- Task brief -
Go through the data below. Pull out every line that has the word "violation".

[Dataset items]
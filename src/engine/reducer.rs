//! Deterministic reducer for crash-reproducing inputs.
//!
//! Greedy delta-debugging over text: the code is split into units (first
//! lines, then lexemes), spans of units are removed at halving granularity,
//! and a removal is kept only if the caller's `reproduce` predicate still
//! reports the failure. No randomness is used.
//!
//! Guarantees:
//! - the returned code reproduces whenever the input did;
//! - the returned code is never longer than the input;
//! - at most `max_steps` reproduce attempts are made.

use super::cancel::CancellationToken;

#[derive(Debug, Clone, Copy)]
pub struct ReducerConfig {
    /// Maximum number of `reproduce` calls.
    pub max_steps: usize,
}

impl Default for ReducerConfig {
    fn default() -> Self {
        Self { max_steps: 2048 }
    }
}

#[derive(Debug, Clone, PartialEq, Eq)]
pub struct Reduction {
    pub code: String,
    /// Number of `reproduce` calls made
    pub steps: usize,
    /// False when nothing could be removed (the input is returned unmodified)
    pub shrunk: bool,
}

#[derive(Debug, Clone, Copy, PartialEq, Eq)]
enum Granularity {
    Lines,
    Lexemes,
}

struct Budget<'a, F> {
    reproduce: F,
    steps: usize,
    max_steps: usize,
    cancel: Option<&'a CancellationToken>,
}

impl<F: Fn(&str) -> bool> Budget<'_, F> {
    fn exhausted(&self) -> bool {
        self.steps >= self.max_steps || self.cancel.is_some_and(|c| c.is_cancelled())
    }

    fn attempt(&mut self, candidate: &str) -> bool {
        self.steps += 1;
        (self.reproduce)(candidate)
    }
}

/// Shrink `code` while `reproduce` keeps returning true.
pub fn reduce(
    code: &str,
    config: ReducerConfig,
    cancel: Option<&CancellationToken>,
    reproduce: impl Fn(&str) -> bool,
) -> Reduction {
    let mut budget = Budget {
        reproduce,
        steps: 0,
        max_steps: config.max_steps,
        cancel,
    };

    if budget.exhausted() || !budget.attempt(code) {
        return Reduction {
            code: code.to_string(),
            steps: budget.steps,
            shrunk: false,
        };
    }

    let mut current = code.to_string();
    for granularity in [Granularity::Lines, Granularity::Lexemes] {
        if budget.exhausted() {
            break;
        }
        current = shrink(&current, granularity, &mut budget);
    }

    Reduction {
        shrunk: current.len() < code.len(),
        code: current,
        steps: budget.steps,
    }
}

fn shrink<F: Fn(&str) -> bool>(
    code: &str,
    granularity: Granularity,
    budget: &mut Budget<'_, F>,
) -> String {
    let mut units = split_units(code, granularity);
    let mut chunk = (units.len() / 2).max(1);

    while !units.is_empty() && !budget.exhausted() {
        let removed = sweep(&mut units, chunk, budget);
        if chunk == 1 {
            if !removed {
                break;
            }
        } else {
            chunk = (chunk / 2).max(1);
        }
    }

    units.concat()
}

/// Try removing every `chunk`-sized span once, left to right.
fn sweep<F: Fn(&str) -> bool>(
    units: &mut Vec<&str>,
    chunk: usize,
    budget: &mut Budget<'_, F>,
) -> bool {
    let mut removed_any = false;
    let mut start = 0;
    while start < units.len() {
        if budget.exhausted() {
            break;
        }
        let end = (start + chunk).min(units.len());
        let candidate: String = units[..start]
            .iter()
            .chain(&units[end..])
            .copied()
            .collect();
        if budget.attempt(&candidate) {
            units.drain(start..end);
            removed_any = true;
        } else {
            start = end;
        }
    }
    removed_any
}

fn split_units(code: &str, granularity: Granularity) -> Vec<&str> {
    match granularity {
        Granularity::Lines => code.split_inclusive('\n').collect(),
        Granularity::Lexemes => split_lexemes(code),
    }
}

#[derive(Clone, Copy, PartialEq, Eq)]
enum CharClass {
    Word,
    Space,
    Punct,
}

fn class_of(c: char) -> CharClass {
    if c.is_alphanumeric() || c == '_' {
        CharClass::Word
    } else if c.is_whitespace() {
        CharClass::Space
    } else {
        CharClass::Punct
    }
}

/// Each unit is one word or punctuation character plus its trailing whitespace.
fn split_lexemes(code: &str) -> Vec<&str> {
    let mut units = Vec::new();
    let mut start = 0;
    let mut prev: Option<CharClass> = None;

    for (idx, c) in code.char_indices() {
        let class = class_of(c);
        let boundary = match (prev, class) {
            (None, _) => false,
            (Some(_), CharClass::Space) => false,
            (Some(CharClass::Word), CharClass::Word) => false,
            _ => true,
        };
        if boundary && idx > start {
            units.push(&code[start..idx]);
            start = idx;
        }
        prev = Some(class);
    }
    if start < code.len() {
        units.push(&code[start..]);
    }
    units
}
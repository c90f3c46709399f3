//! Reducer safety, monotonicity and the end-to-end reproducer scenario.

mod common;

use cfgscan::core::{ids, DiagnosticKind};
use cfgscan::engine::checksum::checksum;
use cfgscan::engine::{reduce, ReducerConfig};
use cfgscan::testkit::{token_source, FaultMode, RecordingSink, ScriptedPreprocessor, StubCheck};
use cfgscan::tokenize::{CTokenizer, Tokenizer};
use common::{of_kind, quiet_settings, stub_engine};
use proptest::prelude::*;
use std::path::Path;

fn token_count(code: &str) -> usize {
    CTokenizer::new()
        .tokenize(Path::new("repro.c"), code, "")
        .map(|tokens| tokens.len())
        .unwrap_or(0)
}

proptest! {
    #[test]
    fn prop_reduction_reproduces_and_never_grows(
        words in prop::collection::vec("[a-z]{1,6}", 1..60),
        needle_at in 0usize..60,
        max_steps in 1usize..400,
    ) {
        let mut words = words;
        let at = needle_at % (words.len() + 1);
        words.insert(at, "crash".to_string());
        let code = words.join(" ");
        let reproduce = |candidate: &str| candidate.contains("crash");

        let reduction = reduce(&code, ReducerConfig { max_steps }, None, reproduce);

        prop_assert!(reproduce(&reduction.code));
        prop_assert!(reduction.code.len() <= code.len());
        prop_assert!(reduction.steps <= max_steps);
    }

    #[test]
    fn prop_non_reproducing_input_is_returned_unchanged(code in "[a-z ;\n]{0,80}") {
        let reduction = reduce(&code, ReducerConfig::default(), None, |_| false);
        prop_assert_eq!(&reduction.code, &code);
        prop_assert!(!reduction.shrunk);
    }

    #[test]
    fn prop_checksum_is_deterministic(text in ".{0,200}") {
        prop_assert_eq!(checksum(&text), checksum(&text.clone()));
    }
}

#[test]
fn test_threshold_predicate_reduces_to_boundary() {
    let code = token_source(500, 10);
    let reproduce = |candidate: &str| token_count(candidate) > 100;

    let reduction = reduce(&code, ReducerConfig::default(), None, reproduce);

    assert!(reduction.shrunk);
    assert_eq!(token_count(&reduction.code), 101);
}

#[test]
fn test_engine_attaches_minimized_reproducer() {
    let stub = StubCheck::new("stub")
        .normal_only()
        .faulting_when(FaultMode::Panic, |tokens| tokens.len() > 100);
    let sink = RecordingSink::new();
    let preprocessor = ScriptedPreprocessor::new().configuration("", token_source(500, 10));
    let mut settings = quiet_settings();
    settings.reducer.enabled = true;
    let mut engine = stub_engine(settings, preprocessor, vec![stub], &sink);

    assert_eq!(engine.check_content("big.c", ""), 1);

    let internal = of_kind(engine.errors(), DiagnosticKind::Internal);
    assert_eq!(internal.len(), 1);
    assert_eq!(internal[0].id, ids::INTERNAL_ERROR);
    let reproducer = internal[0]
        .reproducer
        .as_deref()
        .expect("reducer enabled");
    let tokens = token_count(reproducer);
    assert!(tokens <= 101, "reproducer still has {tokens} tokens");
    assert!(tokens > 100, "reproducer no longer faults");
}

#[test]
fn test_reducer_disabled_attaches_nothing() {
    let stub = StubCheck::new("stub")
        .normal_only()
        .faulting_when(FaultMode::Panic, |tokens| tokens.len() > 100);
    let sink = RecordingSink::new();
    let preprocessor = ScriptedPreprocessor::new().configuration("", token_source(500, 10));
    let mut engine = stub_engine(quiet_settings(), preprocessor, vec![stub], &sink);

    engine.check_content("big.c", "");
    let internal = of_kind(engine.errors(), DiagnosticKind::Internal);
    assert_eq!(internal.len(), 1);
    assert!(internal[0].reproducer.is_none());
}
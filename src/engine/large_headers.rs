use crate::config::LargeHeaderSettings;
use std::collections::{BTreeSet, HashMap};
use std::path::{Path, PathBuf};

/// Headers that are repeatedly expensive to re-expand.
///
/// Membership only grows; re-inserting a flagged header is a no-op.
#[derive(Debug, Clone)]
pub struct LargeHeaderTracker {
    size_threshold: usize,
    repeat_threshold: usize,
    expansions: HashMap<PathBuf, usize>,
    flagged: BTreeSet<PathBuf>,
}

impl LargeHeaderTracker {
    pub fn new(settings: &LargeHeaderSettings) -> Self {
        Self {
            size_threshold: settings.size_threshold,
            repeat_threshold: settings.repeat_threshold,
            expansions: HashMap::new(),
            flagged: BTreeSet::new(),
        }
    }

    /// Record one expansion of `identity` that produced `expanded_size` bytes.
    pub fn note_header(&mut self, identity: &Path, expanded_size: usize) {
        let count = self.expansions.entry(identity.to_path_buf()).or_insert(0);
        *count += 1;
        if expanded_size >= self.size_threshold || *count >= self.repeat_threshold {
            self.flagged.insert(identity.to_path_buf());
        }
    }

    pub fn headers(&self) -> &BTreeSet<PathBuf> {
        &self.flagged
    }

    pub fn contains(&self, identity: &Path) -> bool {
        self.flagged.contains(identity)
    }

    /// Fold another tracker's counts and flags into this one.
    pub fn merge(&mut self, other: LargeHeaderTracker) {
        for (identity, count) in other.expansions {
            let total = self.expansions.entry(identity.clone()).or_insert(0);
            *total += count;
            if *total >= self.repeat_threshold {
                self.flagged.insert(identity);
            }
        }
        self.flagged.extend(other.flagged);
    }
}

#[cfg(test)]
mod tests {
    use super::*;

    fn tracker(size: usize, repeat: usize) -> LargeHeaderTracker {
        LargeHeaderTracker::new(&LargeHeaderSettings {
            size_threshold: size,
            repeat_threshold: repeat,
        })
    }

    #[test]
    fn test_size_threshold_flags_immediately() {
        let mut t = tracker(100, 10);
        t.note_header(Path::new("small.h"), 99);
        t.note_header(Path::new("big.h"), 100);
        assert!(!t.contains(Path::new("small.h")));
        assert!(t.contains(Path::new("big.h")));
    }

    #[test]
    fn test_repeat_threshold_and_idempotence() {
        let mut t = tracker(1_000, 3);
        for _ in 0..2 {
            t.note_header(Path::new("common.h"), 10);
        }
        assert!(t.headers().is_empty());
        for _ in 0..5 {
            t.note_header(Path::new("common.h"), 10);
        }
        assert_eq!(t.headers().len(), 1);
    }

    #[test]
    fn test_merge_sums_counts() {
        let mut left = tracker(1_000, 3);
        let mut right = tracker(1_000, 3);
        left.note_header(Path::new("x.h"), 1);
        right.note_header(Path::new("x.h"), 1);
        right.note_header(Path::new("x.h"), 1);
        left.merge(right);
        assert!(left.contains(Path::new("x.h")));
    }
}
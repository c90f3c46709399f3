//! Core data model shared by the pipeline, checks and collaborators.

pub mod diagnostic;
pub mod token;

pub use diagnostic::{ids, Diagnostic, DiagnosticKind, Location, Severity};
pub use token::{Token, TokenClass, TokenList, TokenListKind};
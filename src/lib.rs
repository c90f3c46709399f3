// Export modules for library usage
pub mod batch;
pub mod check;
pub mod cli;
pub mod config;
pub mod core;
pub mod engine;
pub mod errors;
pub mod io;
pub mod observability;
pub mod preprocess;
pub mod progress;
pub mod testkit;
pub mod tokenize;

// Re-export commonly used types
pub use crate::core::{Diagnostic, DiagnosticKind, Location, Severity, TokenList, TokenListKind};
pub use crate::engine::{
    AnalysisUnit, AnalyzeStatus, CancellationToken, DiagnosticSink, Engine, EngineBuilder,
};
pub use crate::errors::{Error, Result};
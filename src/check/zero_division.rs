use super::{Check, CheckResult};
use crate::core::{Diagnostic, Severity, TokenList, TokenListKind};
use crate::tokenize::integer_value;

pub const ID: &str = "zerodiv";
const MESSAGE: &str = "Division by zero.";

/// Integer division or modulo by a literal zero.
///
/// Runs on the simplified list only, where constant sub-expressions have
/// already been folded.
#[derive(Debug, Clone, Copy, Default)]
pub struct ZeroDivision;

impl Check for ZeroDivision {
    fn name(&self) -> &str {
        ID
    }

    fn runs_on(&self, kind: TokenListKind) -> bool {
        kind == TokenListKind::Simplified
    }

    fn run(&self, tokens: &TokenList) -> CheckResult {
        let found = tokens
            .tokens
            .windows(2)
            .filter(|pair| {
                (pair[0].is("/") || pair[0].is("%"))
                    && pair[1].is_number()
                    && integer_value(&pair[1].text) == Some(0)
            })
            .map(|pair| {
                Diagnostic::violation(ID, Severity::Error, MESSAGE).at(tokens.location_of(&pair[0]))
            })
            .collect();
        Ok(found)
    }

    fn catalog(&self) -> Vec<Diagnostic> {
        vec![Diagnostic::violation(ID, Severity::Error, MESSAGE)]
    }
}
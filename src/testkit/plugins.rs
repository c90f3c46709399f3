use crate::check::{Artifact, Check, CheckResult};
use crate::core::{Diagnostic, Location, Severity, TokenList, TokenListKind};
use crate::engine::FileInfo;
use crate::errors::CheckError;
use std::path::PathBuf;
use std::sync::atomic::{AtomicUsize, Ordering};
use std::sync::Arc;

type TokenPredicate = Arc<dyn Fn(&TokenList) -> bool + Send + Sync>;
type RunHook = Arc<dyn Fn(&TokenList) + Send + Sync>;

#[derive(Debug, Clone, Copy, PartialEq, Eq)]
pub enum FaultMode {
    Panic,
    Error,
}

/// Invocation counters shared between a [`StubCheck`] and the test.
#[derive(Debug, Default)]
pub struct StubCounters {
    runs: AtomicUsize,
    analyzes: AtomicUsize,
    file_infos: AtomicUsize,
    whole_program: AtomicUsize,
    whole_program_artifacts: AtomicUsize,
}

impl StubCounters {
    pub fn runs(&self) -> usize {
        self.runs.load(Ordering::SeqCst)
    }

    pub fn analyzes(&self) -> usize {
        self.analyzes.load(Ordering::SeqCst)
    }

    pub fn file_infos(&self) -> usize {
        self.file_infos.load(Ordering::SeqCst)
    }

    /// Number of whole-program passes this check took part in
    pub fn whole_program_runs(&self) -> usize {
        self.whole_program.load(Ordering::SeqCst)
    }

    /// Artifacts received by the most recent whole-program pass
    pub fn whole_program_artifacts(&self) -> usize {
        self.whole_program_artifacts.load(Ordering::SeqCst)
    }
}

/// Artifact produced by a [`StubCheck`] with file info enabled.
#[derive(Debug, Clone, PartialEq, Eq)]
pub struct StubArtifact {
    pub file: PathBuf,
    pub configuration: String,
    pub tokens: usize,
}

/// A check plugin whose behaviour is configured by the test.
#[derive(Clone)]
pub struct StubCheck {
    name: String,
    kinds: Vec<TokenListKind>,
    violation: Option<String>,
    fault: Option<(FaultMode, TokenPredicate)>,
    file_info: bool,
    on_run: Option<RunHook>,
    counters: Arc<StubCounters>,
}

impl StubCheck {
    pub fn new(name: impl Into<String>) -> Self {
        Self {
            name: name.into(),
            kinds: vec![TokenListKind::Normal, TokenListKind::Simplified],
            violation: None,
            fault: None,
            file_info: false,
            on_run: None,
            counters: Arc::new(StubCounters::default()),
        }
    }

    /// Report one violation with `id` per run, at the first token.
    pub fn reporting(mut self, id: impl Into<String>) -> Self {
        self.violation = Some(id.into());
        self
    }

    pub fn on(mut self, kinds: &[TokenListKind]) -> Self {
        self.kinds = kinds.to_vec();
        self
    }

    pub fn normal_only(self) -> Self {
        self.on(&[TokenListKind::Normal])
    }

    /// Fail the `run`/`analyze` hook whenever `predicate` holds.
    pub fn faulting_when(
        mut self,
        mode: FaultMode,
        predicate: impl Fn(&TokenList) -> bool + Send + Sync + 'static,
    ) -> Self {
        self.fault = Some((mode, Arc::new(predicate)));
        self
    }

    /// Produce a [`StubArtifact`] per configuration and take part in the
    /// whole-program pass.
    pub fn with_file_info(mut self) -> Self {
        self.file_info = true;
        self
    }

    /// Call `hook` at the start of every `run`.
    pub fn on_run(mut self, hook: impl Fn(&TokenList) + Send + Sync + 'static) -> Self {
        self.on_run = Some(Arc::new(hook));
        self
    }

    pub fn counters(&self) -> Arc<StubCounters> {
        Arc::clone(&self.counters)
    }

    fn maybe_fault(&self, tokens: &TokenList) -> Result<(), CheckError> {
        match &self.fault {
            Some((mode, predicate)) if predicate(tokens) => match mode {
                FaultMode::Panic => panic!("{} crashed on {} tokens", self.name, tokens.len()),
                FaultMode::Error => Err(CheckError::failed(format!(
                    "{} refused {} tokens",
                    self.name,
                    tokens.len()
                ))),
            },
            _ => Ok(()),
        }
    }
}

impl Check for StubCheck {
    fn name(&self) -> &str {
        &self.name
    }

    fn runs_on(&self, kind: TokenListKind) -> bool {
        self.kinds.contains(&kind)
    }

    fn run(&self, tokens: &TokenList) -> CheckResult {
        self.counters.runs.fetch_add(1, Ordering::SeqCst);
        if let Some(hook) = &self.on_run {
            hook(tokens);
        }
        self.maybe_fault(tokens)?;

        let Some(id) = &self.violation else {
            return Ok(Vec::new());
        };
        let mut diagnostic = Diagnostic::violation(
            id,
            Severity::Warning,
            format!("{} found {} tokens", self.name, tokens.len()),
        );
        if let Some(first) = tokens.iter().next() {
            diagnostic = diagnostic.at(tokens.location_of(first));
        }
        Ok(vec![diagnostic])
    }

    fn analyze(&self, tokens: &TokenList) -> CheckResult {
        self.counters.analyzes.fetch_add(1, Ordering::SeqCst);
        self.maybe_fault(tokens)?;
        Ok(Vec::new())
    }

    fn file_info(&self, tokens: &TokenList) -> Result<Option<Artifact>, CheckError> {
        if !self.file_info {
            return Ok(None);
        }
        self.counters.file_infos.fetch_add(1, Ordering::SeqCst);
        Ok(Some(Box::new(StubArtifact {
            file: tokens.source_file().to_path_buf(),
            configuration: tokens.configuration.clone(),
            tokens: tokens.len(),
        })))
    }

    fn supports_whole_program(&self) -> bool {
        self.file_info
    }

    fn analyse_whole_program(&self, infos: &[&FileInfo]) -> CheckResult {
        self.counters.whole_program.fetch_add(1, Ordering::SeqCst);
        self.counters
            .whole_program_artifacts
            .store(infos.len(), Ordering::SeqCst);

        let mut files: Vec<&PathBuf> = infos
            .iter()
            .filter_map(|i| i.downcast_ref::<StubArtifact>())
            .map(|a| &a.file)
            .collect();
        files.sort();
        files.dedup();
        Ok(files
            .into_iter()
            .map(|file| {
                Diagnostic::violation(
                    format!("{}.wholeProgram", self.name),
                    Severity::Style,
                    format!("{} saw {}", self.name, file.display()),
                )
                .at(Location::new(file.clone(), 1))
            })
            .collect())
    }

    fn catalog(&self) -> Vec<Diagnostic> {
        let id = self.violation.clone().unwrap_or_else(|| self.name.clone());
        vec![Diagnostic::violation(id, Severity::Warning, "stub catalog entry")]
    }
}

- Worked solution -
                Diagnostic::violation(ID, Severity::Error, MESSAGE).at(tokens.location_of(&pair[0]))
        vec![Diagnostic::violation(ID, Severity::Error, MESSAGE)]
    violation: Option<String>,
            violation: None,
    /// Report one violation with `id` per run, at the first token.
        self.violation = Some(id.into());
        let Some(id) = &self.violation else {
        let mut diagnostic = Diagnostic::violation(
                Diagnostic::violation(
        let id = self.violation.clone().unwrap_or_else(|| self.name.clone());
        vec![Diagnostic::violation(id, Severity::Warning, "stub catalog entry")]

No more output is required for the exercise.